Saturday, February 15, 2014

The next day... How many students?

After thinking about this last night, I realized that there was probably a simple solution to the discrepancy... if only I could figure it out.  

The basic problem is that the Census numbers of post-graduates was VERY different than the numbers from the NSF.  For example:  

     1986 - Census reports that the US graduated 100,000 doctoral students.  

     1986 - NSF reports that the US graduated 30,000 doctoral students.  

That's quite a gap.  Clearly, there's something different in the way they're both counting doctors.  

When I'm stuck on a problem like this, I will consciously try to take a very different look at the problem.  This morning I thought "Let's try Google Books!"  

So I did this query on Books: 

     [ number of doctorates awarded in US ] 

The number 1 hit was for a book called "OECD Science, Technology and Industry Scoreboard 2007"  This seems like a pretty credible source (when you look up OECD, the "About this site" link tell you that it's "The Organisation for Economic Co-operation and Development.. an international economic organisation of 34 countries founded in 1961 to stimulate economic progress and world trade...")  

Interestingly, the page that I read included the phrase "the definition of postdoctorates differs among academic disciplines, universities and sectors.  For the US NSF, postdoctorates include 'individuals with science and engineering degrees  Ph.D.'s, M.D's, D.D.S's, or D.V.M's (including foreign degrees equivalent to US doctorates)."  It goes on to point out that this includes the natural sciences, mathematics, social/behavioral sciences...  

Maybe the issue is just with the definition of post-graduate degrees.  

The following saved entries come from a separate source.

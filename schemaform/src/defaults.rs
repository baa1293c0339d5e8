//! Default form state generation.

use serde_json::{Map, Value};

use crate::{
    error::Result,
    resolver::retrieve_schema,
    schema::{Definitions, SchemaKind, SchemaNode},
};

/// Produce a value for `schema` that keeps `current` where it fits and fills
/// declared defaults everywhere else.
///
/// `schema` must already be effective; nested `$ref`s are expanded through
/// the resolver as the walk reaches them.
pub fn get_default(
    schema: &SchemaNode,
    current: Option<&Value>,
    definitions: &Definitions,
) -> Result<Value> {
    DefaultGenerator::new(definitions).value_for(schema, current)
}

/// Empty value of the schema's type: `""`, `0`, `false`, `{}`, `[]` or `null`.
pub fn empty_value(schema: &SchemaNode) -> Value {
    match schema.kind() {
        SchemaKind::String | SchemaKind::Color | SchemaKind::Textarea | SchemaKind::Image => {
            Value::String(String::new())
        }
        SchemaKind::Number | SchemaKind::Integer => Value::from(0),
        SchemaKind::Boolean => Value::Bool(false),
        SchemaKind::Object => Value::Object(Map::new()),
        SchemaKind::Array => Value::Array(Vec::new()),
        SchemaKind::Null | SchemaKind::Unknown => Value::Null,
    }
}

/// Whether `value` has the JSON type declared by `schema`.
pub fn is_compatible(schema: &SchemaNode, value: &Value) -> bool {
    if value.is_null() && schema.schema_type.as_ref().is_some_and(|t| t.allows_null()) {
        return true;
    }
    match schema.kind() {
        SchemaKind::String | SchemaKind::Color | SchemaKind::Textarea | SchemaKind::Image => {
            value.is_string()
        }
        SchemaKind::Number => value.is_number(),
        SchemaKind::Integer => value.is_i64() || value.is_u64(),
        SchemaKind::Boolean => value.is_boolean(),
        SchemaKind::Object => value.is_object(),
        SchemaKind::Array => value.is_array(),
        SchemaKind::Null => value.is_null(),
        SchemaKind::Unknown => true,
    }
}

struct DefaultGenerator<'a> {
    definitions: &'a Definitions,
    /// `$ref` pointers expanded on the way down.
    ancestors: Vec<String>,
}

impl<'a> DefaultGenerator<'a> {
    fn new(definitions: &'a Definitions) -> Self {
        Self {
            definitions,
            ancestors: Vec::new(),
        }
    }

    fn value_for(&mut self, schema: &SchemaNode, current: Option<&Value>) -> Result<Value> {
        match schema.kind() {
            SchemaKind::Object => self.object_value(schema, current),
            SchemaKind::Array => self.array_value(schema, current),
            _ => Ok(scalar_value(schema, current)),
        }
    }

    fn object_value(&mut self, schema: &SchemaNode, current: Option<&Value>) -> Result<Value> {
        let start = current
            .filter(|v| v.is_object())
            .or_else(|| schema.default.as_ref().filter(|v| v.is_object()))
            .and_then(Value::as_object);

        let mut out = Map::new();
        for (name, child) in &schema.properties {
            let present = start.and_then(|m| m.get(name));
            if let Some(value) = self.child_value(child, present)? {
                out.insert(name.clone(), value);
            }
        }
        if let Some(start) = start {
            for (key, value) in start {
                if !out.contains_key(key) {
                    out.insert(key.clone(), value.clone());
                }
            }
        }
        Ok(Value::Object(out))
    }

    fn array_value(&mut self, schema: &SchemaNode, current: Option<&Value>) -> Result<Value> {
        if let Some(value) = current.filter(|v| v.is_array()) {
            return Ok(value.clone());
        }
        if let Some(items) = schema.tuple_items().filter(|items| !items.is_empty()) {
            let mut slots = Vec::with_capacity(items.len());
            for item in items {
                let slot = match self.child_value(item, None)? {
                    Some(value) => value,
                    None => self.slot_fallback(item)?,
                };
                slots.push(slot);
            }
            return Ok(Value::Array(slots));
        }
        if let Some(default) = schema.default.as_ref().filter(|v| v.is_array()) {
            return Ok(default.clone());
        }
        Ok(Value::Array(Vec::new()))
    }

    /// Value for a nested schema, or `None` to leave it absent.
    fn child_value(&mut self, raw: &SchemaNode, present: Option<&Value>) -> Result<Option<Value>> {
        if let Some(pointer) = &raw.reference
            && present.is_none()
            && self.ancestors.contains(pointer)
        {
            debug!("not defaulting recursive {pointer}");
            return Ok(None);
        }

        let schema = retrieve_schema(raw, self.definitions)?;
        if let Some(pointer) = &raw.reference {
            self.ancestors.push(pointer.clone());
        }
        let value = match present {
            Some(value) => self.value_for(&schema, Some(value)).map(Some),
            None => self.absent_value(&schema),
        };
        if raw.reference.is_some() {
            self.ancestors.pop();
        }
        value
    }

    fn absent_value(&mut self, schema: &SchemaNode) -> Result<Option<Value>> {
        if schema.default.is_some() {
            return self.value_for(schema, None).map(Some);
        }
        match schema.kind() {
            SchemaKind::Object => {
                let value = self.object_value(schema, None)?;
                let has_keys = value.as_object().is_some_and(|m| !m.is_empty());
                Ok(has_keys.then_some(value))
            }
            SchemaKind::Array if schema.is_fixed_items() => {
                self.array_value(schema, None).map(Some)
            }
            _ => Ok(None),
        }
    }

    fn slot_fallback(&mut self, raw: &SchemaNode) -> Result<Value> {
        if raw
            .reference
            .as_ref()
            .is_some_and(|p| self.ancestors.contains(p))
        {
            return Ok(Value::Null);
        }
        Ok(empty_value(&retrieve_schema(raw, self.definitions)?))
    }
}

fn scalar_value(schema: &SchemaNode, current: Option<&Value>) -> Value {
    if let Some(value) = current
        && is_compatible(schema, value)
    {
        return value.clone();
    }
    match &schema.default {
        Some(default) => default.clone(),
        None => empty_value(schema),
    }
}

#[cfg(test)]
mod tests {
    use super::*;
    use serde_json::json;

    fn node(v: Value) -> SchemaNode {
        SchemaNode::from_value(&v).unwrap()
    }

    #[test]
    fn test_scalars() {
        let defs = Definitions::new();
        let s = node(json!({"type": "string", "default": "hi"}));
        assert_eq!(get_default(&s, None, &defs).unwrap(), json!("hi"));
        assert_eq!(get_default(&s, Some(&json!("kept")), &defs).unwrap(), json!("kept"));
        assert_eq!(get_default(&s, Some(&json!(5)), &defs).unwrap(), json!("hi"));

        let n = node(json!({"type": "integer"}));
        assert_eq!(get_default(&n, None, &defs).unwrap(), json!(0));
        assert_eq!(get_default(&n, Some(&json!(1.5)), &defs).unwrap(), json!(0));
        let b = node(json!({"type": "boolean"}));
        assert_eq!(get_default(&b, None, &defs).unwrap(), json!(false));
        let nullable = node(json!({"type": ["string", "null"]}));
        assert_eq!(get_default(&nullable, Some(&Value::Null), &defs).unwrap(), Value::Null);
    }

    #[test]
    fn test_object_with_all_defaults() {
        let schema = node(json!({
            "type": "object",
            "properties": {
                "name": {"type": "string", "default": "anon"},
                "age": {"type": "integer", "default": 30},
                "tags": {"type": "array", "items": {"type": "string"}, "default": ["a"]}
            }
        }));
        let value = get_default(&schema, None, &Definitions::new()).unwrap();
        assert_eq!(value, json!({"name": "anon", "age": 30, "tags": ["a"]}));
    }

    #[test]
    fn test_object_overlays_current_and_keeps_optional_absent() {
        let schema = node(json!({
            "type": "object",
            "properties": {
                "name": {"type": "string", "default": "anon"},
                "nick": {"type": "string"},
                "inner": {
                    "type": "object",
                    "properties": {"flag": {"type": "boolean", "default": true}}
                },
                "empty": {"type": "object", "properties": {"x": {"type": "string"}}}
            }
        }));
        let current = json!({"name": "bob", "extra": 1});
        let value = get_default(&schema, Some(&current), &Definitions::new()).unwrap();
        assert_eq!(
            value,
            json!({"name": "bob", "inner": {"flag": true}, "extra": 1})
        );
    }

    #[test]
    fn test_arrays() {
        let defs = Definitions::new();
        let list = node(json!({"type": "array", "items": {"type": "string", "default": "x"}}));
        assert_eq!(get_default(&list, None, &defs).unwrap(), json!([]));
        let existing = json!(["a", 3]);
        assert_eq!(get_default(&list, Some(&existing), &defs).unwrap(), existing);

        let tuple = node(json!({
            "type": "array",
            "items": [{"type": "string", "default": "a"}, {"type": "number"}],
            "additionalItems": {"type": "boolean"}
        }));
        assert_eq!(get_default(&tuple, None, &defs).unwrap(), json!(["a", 0]));
    }

    #[test]
    fn test_refs_and_recursion_terminate() {
        let defs: Definitions = serde_json::from_value(json!({
            "Node": {
                "type": "object",
                "properties": {
                    "label": {"type": "string", "default": "n"},
                    "next": {"$ref": "#/definitions/Node"}
                }
            }
        }))
        .unwrap();
        let root = retrieve_schema(&node(json!({"$ref": "#/definitions/Node"})), &defs).unwrap();
        let value = get_default(&root, None, &defs).unwrap();
        assert_eq!(value, json!({"label": "n", "next": {"label": "n"}}));

        let current = json!({"next": {"next": {}}});
        let value = get_default(&root, Some(&current), &defs).unwrap();
        assert_eq!(
            value,
            json!({"label": "n", "next": {"label": "n", "next": {"label": "n"}}})
        );
    }

    #[test]
    fn test_unresolved_child_is_an_error() {
        let schema = node(json!({
            "type": "object",
            "properties": {"x": {"$ref": "#/definitions/Missing"}}
        }));
        assert!(get_default(&schema, None, &Definitions::new()).is_err());
    }
}
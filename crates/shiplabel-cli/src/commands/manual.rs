//! Manual command - labels from typed-in shipments.

use std::path::PathBuf;

use anyhow::Context;
use clap::Args;

use shiplabel_core::{BatchProcessor, ManualEntry, ManualEntryForm};

use super::{deliver, load_config, OutputArgs};

/// Arguments for the manual command.
#[derive(Args)]
pub struct ManualArgs {
    /// CSV file with columns order_number, tracking_number, carrier_code, piece_count
    #[arg(long)]
    csv: Option<PathBuf>,

    /// One shipment as "ORDER,PRO,SCAC,PIECES" (repeatable)
    #[arg(short, long)]
    entry: Vec<String>,

    #[command(flatten)]
    output: OutputArgs,
}

pub async fn run(args: ManualArgs, config_path: Option<&str>) -> anyhow::Result<()> {
    let mut config = load_config(config_path)?;
    args.output.apply(&mut config);

    let mut form = ManualEntryForm::new();

    if let Some(path) = &args.csv {
        for entry in read_csv(path)? {
            form.add_row(entry);
        }
    }
    for (i, raw) in args.entry.iter().enumerate() {
        let entry = parse_entry(raw).with_context(|| format!("Invalid --entry #{}: {:?}", i + 1, raw))?;
        form.add_row(entry);
    }

    if form.is_empty() {
        anyhow::bail!("No shipments given. Use --csv FILE or --entry \"ORDER,PRO,SCAC,PIECES\".");
    }

    let processor = BatchProcessor::from_config(&config)?;
    let report = processor.process_form(&form)?;

    deliver(&report, &config, &args.output.output_dir)?;
    Ok(())
}

fn read_csv(path: &PathBuf) -> anyhow::Result<Vec<ManualEntry>> {
    let mut reader = csv::ReaderBuilder::new()
        .trim(csv::Trim::All)
        .from_path(path)
        .with_context(|| format!("Failed to open {}", path.display()))?;

    let mut entries = Vec::new();
    for (i, record) in reader.deserialize().enumerate() {
        let entry: ManualEntry =
            record.with_context(|| format!("{}: invalid row {}", path.display(), i + 1))?;
        entries.push(entry);
    }
    Ok(entries)
}

/// Parse `ORDER,PRO,SCAC[,PIECES]`; pieces default to 1.
fn parse_entry(raw: &str) -> anyhow::Result<ManualEntry> {
    let parts: Vec<&str> = raw.split(',').map(str::trim).collect();
    if parts.len() < 3 || parts.len() > 4 {
        anyhow::bail!("expected ORDER,PRO,SCAC[,PIECES]");
    }

    let piece_count = match parts.get(3) {
        Some(pieces) if !pieces.is_empty() => pieces
            .parse::<i64>()
            .with_context(|| format!("piece count {:?} is not a number", pieces))?,
        _ => 1,
    };

    Ok(ManualEntry::new(parts[0], parts[1], parts[2], piece_count))
}
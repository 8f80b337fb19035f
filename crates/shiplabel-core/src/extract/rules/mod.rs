//! Rule-based field extractors for bill-of-lading text.

pub mod carrier;
pub mod identifier;
pub mod patterns;
pub mod pieces;
pub mod references;

pub use carrier::{extract_carrier, CarrierExtractor};
pub use identifier::{extract_identifier, IdentifierExtractor};
pub use patterns::*;
pub use pieces::PieceCountExtractor;
pub use references::{extract_order_number, extract_tracking_number, LabeledField};

use serde::Serialize;

/// Trait for field extractors.
pub trait FieldExtractor {
    /// The type of value this extractor produces.
    type Output;

    /// Extract the field from text.
    fn extract(&self, text: &str) -> Option<Self::Output>;

    /// Extract all occurrences of the field.
    fn extract_all(&self, text: &str) -> Vec<Self::Output>;
}

/// A matched field value with the text it came from.
#[derive(Debug, Clone, PartialEq, Eq, Serialize)]
pub struct ExtractionMatch<T> {
    /// Extracted value.
    pub value: T,
    /// Position in source text.
    pub position: Option<(usize, usize)>,
    /// Source text that was matched.
    pub source: String,
}

impl<T> ExtractionMatch<T> {
    pub fn new(value: T, source: impl Into<String>) -> Self {
        Self {
            value,
            position: None,
            source: source.into(),
        }
    }

    pub fn with_position(mut self, start: usize, end: usize) -> Self {
        self.position = Some((start, end));
        self
    }
}

/// Build a match from capture group 1 of `caps`.
pub(crate) fn first_group(caps: &regex::Captures<'_>) -> Option<ExtractionMatch<String>> {
    let value = caps.get(1)?;
    let full_match = caps.get(0)?;
    Some(
        ExtractionMatch::new(value.as_str().trim().to_string(), full_match.as_str())
            .with_position(full_match.start(), full_match.end()),
    )
}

To simplify things, I closed all of my open tabs and spreadsheets and started from scratch.  

Aside:  Because I thought this challenge would be pretty simple, I didn't bother writing down the provenance--that is, where the data came from--because I knew where each dataset had originated.  Overnight, though, all that temporary knowledge was lost.  It was a dumb move on my part.  Note to self:  ALWAYS write down where your data comes from!

I refound the Census data and the NSF data and for comparison, I found data from the NCES (National Center for Education Statistics).   

Census data set.  (See table 815 "Doctorates awarded by field of study and year of doctorate")  

NSF data set.   (See table 2.  "Institutions and doctorate recipients per institution: 1972–2012")  

NCES data set.  (SeeTable 318.20. "Bachelor's, master's, and doctor's degrees conferred by postsecondary institutions, by field of study: Selected years, 1970-71 through 2011-12") 

But NOW I had an idea:  Was there some way to subtract out some of the non-science-and-engineering disciplines to make the Census data match the NSF data?  

This time around I read the metadata more carefully.  See the note /5/ on the NCES data set?  It says: 

\5\ Includes Agriculture and natural resources; Architecture and related services; Communication, journalism, and related programs; Communications technologies; Family and consumer sciences/human sciences; Health professions and related programs; Homeland security, law enforcement, and firefighting; Legal professions and studies; Library science; Military technologies and applied sciences; Parks, recreation, leisure, and fitness studies; Precision production; Public administration and social services; Transportation and materials moving; and Not classified by field of study.
Thank heavens for good metadata that's inserted into the spreadsheet.  (Note to search-researchers:  This is an excellent practice that all of us should do.  ALWAYS add metadata!)  

That matches up (more or less) with what I'd read about in the OECD's report.  

I poured these three data sets into my spreadsheet in the tab labeled "Postgraduate numbers."  Note that I excluded Masters degrees and focused solely on PhDs just to debug this problem.  

That description above (of \5\ ) is the Other I'd been looking for.  

If you subtract all of the PhD's labeled as "Other" in the spreadsheet (see column J in my spreadsheet: here I've done the subtraction and then copied these values over into the NCES column on the other tab).  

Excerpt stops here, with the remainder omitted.